G.R : Cette théorie est citée, interprétée et appropriée dans un de mes films préférés, Only Lovers Left Alive de Jim Jarmusch. Et pour moi, ce clin d’œil faisait sens par rapport aux intentions premières de l’exposition.
D’une part, cela crée des liens avec mes expositions précédentes, que j’imagine désormais comme des suites. Même à l’autre bout de l’univers est pensée comme une suite des quatre expositions précédentes : L’odeur noire des idées roses, Des fleurs tissées dans le sable, Lisières Hybrides et Dernière brise, l’horizon des événements. Ma future exposition à Station V à Bayonne en 2024 sera probablement dans la continuité de cette exposition-ci. L’intrication quantique explique qu’il existe un lien invisible entre deux particules qui ont été émises en même temps, quelle que soit la distance qui les sépare ; si l’état de l’une d’elle se modifie, celui de sa jumelle change de façon similaire et instantanée, comme s’il s’agissait d’un seul et même système et ce, même si elles sont chacune à un bout de l’univers… J’imagine de la même manière ce lien invisible et cet état de dépendance entre mes expositions, comme je l’imagine aussi entre mes œuvres et les souvenirs, entre mes œuvres et les artistes auxquels je me réfère et ainsi de suite.

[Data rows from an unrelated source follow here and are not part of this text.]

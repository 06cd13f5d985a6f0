//! Data structures for lookup results.

use std::fmt;

use serde::Deserialize;

/// Network identity reported by the lookup service.
///
/// Every field is optional: the record mirrors whatever subset of fields the
/// service included in its response body. Unknown fields in the body are
/// ignored during deserialization. A record exists only as the product of a
/// successful parse and is never mutated afterwards.
#[derive(Debug, Clone, Default, PartialEq, Eq, Deserialize)]
pub struct IdentityRecord {
    /// Public IP address
    pub ip: Option<String>,
    /// Reverse-resolved hostname
    pub hostname: Option<String>,
    /// City name
    pub city: Option<String>,
    /// Region or state
    pub region: Option<String>,
    /// Country code
    pub country: Option<String>,
    /// IANA time zone identifier
    #[serde(alias = "timeZone")]
    pub timezone: Option<String>,
    /// "latitude,longitude" pair
    pub loc: Option<String>,
}

impl fmt::Display for IdentityRecord {
    fn fmt(&self, f: &mut fmt::Formatter<'_>) -> fmt::Result {
        let field = |value: &Option<String>| -> String {
            value.clone().unwrap_or_else(|| "-".to_string())
        };
        writeln!(f, "IP:       {}", field(&self.ip))?;
        writeln!(f, "Hostname: {}", field(&self.hostname))?;
        writeln!(f, "City:     {}", field(&self.city))?;
        writeln!(f, "Region:   {}", field(&self.region))?;
        writeln!(f, "Country:  {}", field(&self.country))?;
        writeln!(f, "Timezone: {}", field(&self.timezone))?;
        write!(f, "Loc:      {}", field(&self.loc))
    }
}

D’autre part, je tisse un autre lien invisible, celui d’un dialogue avec mon fils, dont deux dessins ont d’ailleurs intégré cette installation. Il appelle les dessins qu’il m’offre des “cartes aux trésors” et réciproquement, je lui laisse des messages cachés dans chacune de mes expositions, qu’il pourra décrypter un jour. Je dévoile beaucoup en racontant cela… Je préfère véritablement que ces liens restent invisibles.